I stare out a window silently. Lucinda is at a funeral. And I am alone.

I watch the rain dripping down the glass like tears. Lucinda always loved rain though. My brother never did. But I'd be lying if I said I was like my brother.

So I watch the quiet rain fall, washing away my misery and shame, and let myself be at peace.

The light jumped from here to there, and back again. I watched with fascination that I usually held inside, not showing my friends. Father wasn't with us that particular night, and I was alone with Lucinda.

"Have you never seen a firefly?" she asked with some surprise.

She loved fireflies. Though she hated bugs, to her fireflies simply didn't count. They were special, and she knew something that nobody else didn't about them.

They had a secret mission.

"I have but...Not so many..." I murmured.

Lucinda gave a knowing smile. They were totally surrounded by the lighted insects, some she could feel brushing her skin. She didn't mind.

She caught one and gently opened her hand. She whispered to the bug and lifted it up to the sky. It flew away towards the moon, and she smiled. Now her wish was riding away, perhaps to even come true.

"What are you doing?" I asked.

I couldn't figure out why Lucinda would look so peaceful around bugs and why she had whispered to a thing that couldn't answer her. It just didn't make any sense. I caught one of my own and glanced down at it.

"Have you never heard the old story about fireflies?" Lucinda asked softly.

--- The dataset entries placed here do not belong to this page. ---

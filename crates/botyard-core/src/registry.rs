//! Bot registry client: the durable account -> bots map.
//!
//! The supervisor treats the registry as the source of truth for which bots
//! exist. [`PgRegistry`] stores records in PostgreSQL via `botyard-db`.

use std::path::Path;

use async_trait::async_trait;
use sqlx::PgPool;

use botyard_db::models::BotRecord;
use botyard_db::queries::bots as bot_db;

/// Failure reported by a [`BotRegistry`].
#[derive(Debug, thiserror::Error)]
pub enum RegistryError {
    #[error("a bot named {0:?} already exists")]
    DuplicateName(String),

    /// The backing store failed.
    #[error("{0:#}")]
    Backend(#[from] anyhow::Error),
}

/// Storage interface for bot records.
#[async_trait]
pub trait BotRegistry: Send + Sync {
    /// All bots owned by `account_id`, oldest first.
    async fn list_bots(&self, account_id: &str) -> Result<Vec<BotRecord>, RegistryError>;

    /// A single bot, or `None` if the account has no bot by that name.
    async fn get_bot(&self, account_id: &str, name: &str)
    -> Result<Option<BotRecord>, RegistryError>;

    /// Record a newly installed bot. Fails with
    /// [`RegistryError::DuplicateName`] if the name is taken for the account.
    async fn add_bot(
        &self,
        account_id: &str,
        name: &str,
        install_path: &Path,
    ) -> Result<BotRecord, RegistryError>;

    /// Delete a bot record. Deleting a missing record succeeds.
    async fn remove_bot(&self, account_id: &str, name: &str) -> Result<(), RegistryError>;
}

const _: () = {
    fn _assert_object_safe(_: &dyn BotRegistry) {}
};

/// PostgreSQL-backed registry.
#[derive(Debug, Clone)]
pub struct PgRegistry {
    pool: PgPool,
}

impl PgRegistry {
    pub fn new(pool: PgPool) -> Self {
        Self { pool }
    }

    pub fn pool(&self) -> &PgPool {
        &self.pool
    }
}

#[async_trait]
impl BotRegistry for PgRegistry {
    async fn list_bots(&self, account_id: &str) -> Result<Vec<BotRecord>, RegistryError> {
        Ok(bot_db::list_bots(&self.pool, account_id).await?)
    }

    async fn get_bot(
        &self,
        account_id: &str,
        name: &str,
    ) -> Result<Option<BotRecord>, RegistryError> {
        Ok(bot_db::get_bot(&self.pool, account_id, name).await?)
    }

    async fn add_bot(
        &self,
        account_id: &str,
        name: &str,
        install_path: &Path,
    ) -> Result<BotRecord, RegistryError> {
        let path = install_path.to_string_lossy();
        bot_db::insert_bot(&self.pool, account_id, name, &path)
            .await?
            .ok_or_else(|| RegistryError::DuplicateName(name.to_string()))
    }

    async fn remove_bot(&self, account_id: &str, name: &str) -> Result<(), RegistryError> {
        bot_db::delete_bot(&self.pool, account_id, name).await?;
        Ok(())
    }
}
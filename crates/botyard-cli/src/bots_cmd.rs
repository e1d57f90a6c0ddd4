//! `botyard bots` commands: run the lifecycle operations in-process against
//! the configured registry and runner.

use std::path::Path;

use anyhow::{Context, Result};

use crate::BotsCommands;
use crate::services::Services;

/// Run one `bots` subcommand for `account_id`.
pub async fn run_bots_command(
    command: BotsCommands,
    services: &Services,
    account_id: &str,
) -> Result<()> {
    // This process starts with an empty cache; ask the runner first.
    if let Err(e) = services.supervisor.reconcile().await {
        tracing::warn!(error = %e, "runner reconciliation failed, statuses may be stale");
    }

    match command {
        BotsCommands::List => run_list(services, account_id).await,
        BotsCommands::Upload { file, name } => {
            let name = match name {
                Some(name) => name,
                None => default_bot_name(&file)?,
            };
            run_upload(services, account_id, &file, &name).await
        }
        BotsCommands::Start { name } => {
            services.supervisor.start(account_id, &name).await?;
            println!("Bot {name} started.");
            Ok(())
        }
        BotsCommands::Stop { name } => {
            services.supervisor.stop(account_id, &name).await?;
            println!("Bot {name} stopped.");
            Ok(())
        }
        BotsCommands::Delete { name } => {
            services.supervisor.delete(account_id, &name).await?;
            println!("Bot {name} deleted.");
            Ok(())
        }
        BotsCommands::Status { name } => {
            let status = services.supervisor.status(account_id, &name).await?;
            println!("{name}: {status}");
            Ok(())
        }
    }
}

async fn run_list(services: &Services, account_id: &str) -> Result<()> {
    let bots = services.supervisor.list(account_id).await?;
    if bots.is_empty() {
        println!("No bots installed for account {account_id}.");
        return Ok(());
    }

    println!("Bots for account {account_id}:");
    for bot in &bots {
        let icon = match bot.status {
            botyard_core::BotStatus::Online => "*",
            botyard_core::BotStatus::Offline => ".",
        };
        println!(
            "  [{icon}] {} ({}, installed {})",
            bot.name,
            bot.status,
            bot.created_at.format("%Y-%m-%d %H:%M:%S UTC")
        );
    }
    Ok(())
}

async fn run_upload(services: &Services, account_id: &str, file: &Path, name: &str) -> Result<()> {
    let archive = tokio::fs::read(file)
        .await
        .with_context(|| format!("failed to read {}", file.display()))?;
    let record = services.installer.install(account_id, name, archive).await?;
    println!("Bot {} installed at {}.", record.name, record.install_path);
    println!("Next: run `botyard bots start {}`.", record.name);
    Ok(())
}

/// Bot name from an archive path: `./echo-bot.zip` -> `echo-bot`.
fn default_bot_name(file: &Path) -> Result<String> {
    file.file_stem()
        .and_then(|s| s.to_str())
        .map(str::to_owned)
        .with_context(|| format!("cannot derive a bot name from {}; pass --name", file.display()))
}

Her onyx eyes shined brightly amongst the flames of a candle she had set down on the ground. She was more interested in the creatures circling her head then in the light she needed to see.

"I guess I haven't." I replied, releasing my firefly.

I got the feeling that if I had squashed it Lucinda might have tried to beat me to a bloody pulp.

"My mother used to tell it to me before she died." Lucinda's voice was so faint that I had to strain to hear it. Talking of her long gone mother was something she hardly did, something neither of us really did.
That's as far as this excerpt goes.